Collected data
┄┄┄┄┄┄┄┄┄┄
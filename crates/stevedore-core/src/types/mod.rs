//! Core data types for the Stevedore resolver.

pub mod chart;
pub mod package;
pub mod relation;

pub use chart::{Blake3Hasher, Chart, ChartHasher, ChartManifest, DependencyDecl};
pub use package::{base_fingerprint_of, mock_fingerprint, Pkg, PkgState};
pub use relation::PkgRel;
┄┄┄┄┄┄┄┄┄┄
* [Instructions for the task]: Transcribe the records in full, so that each line reads exactly as before.

* [Answer section]:
filename crates/stevedore-core/src/types/mod.rs
//! Core data types for the Stevedore resolver.

pub mod chart;
pub mod package;
pub mod relation;

pub use chart::{Blake3Hasher, Chart, ChartHasher, ChartManifest, DependencyDecl};
pub use package::{base_fingerprint_of, mock_fingerprint, Pkg, PkgState};
pub use relation::PkgRel;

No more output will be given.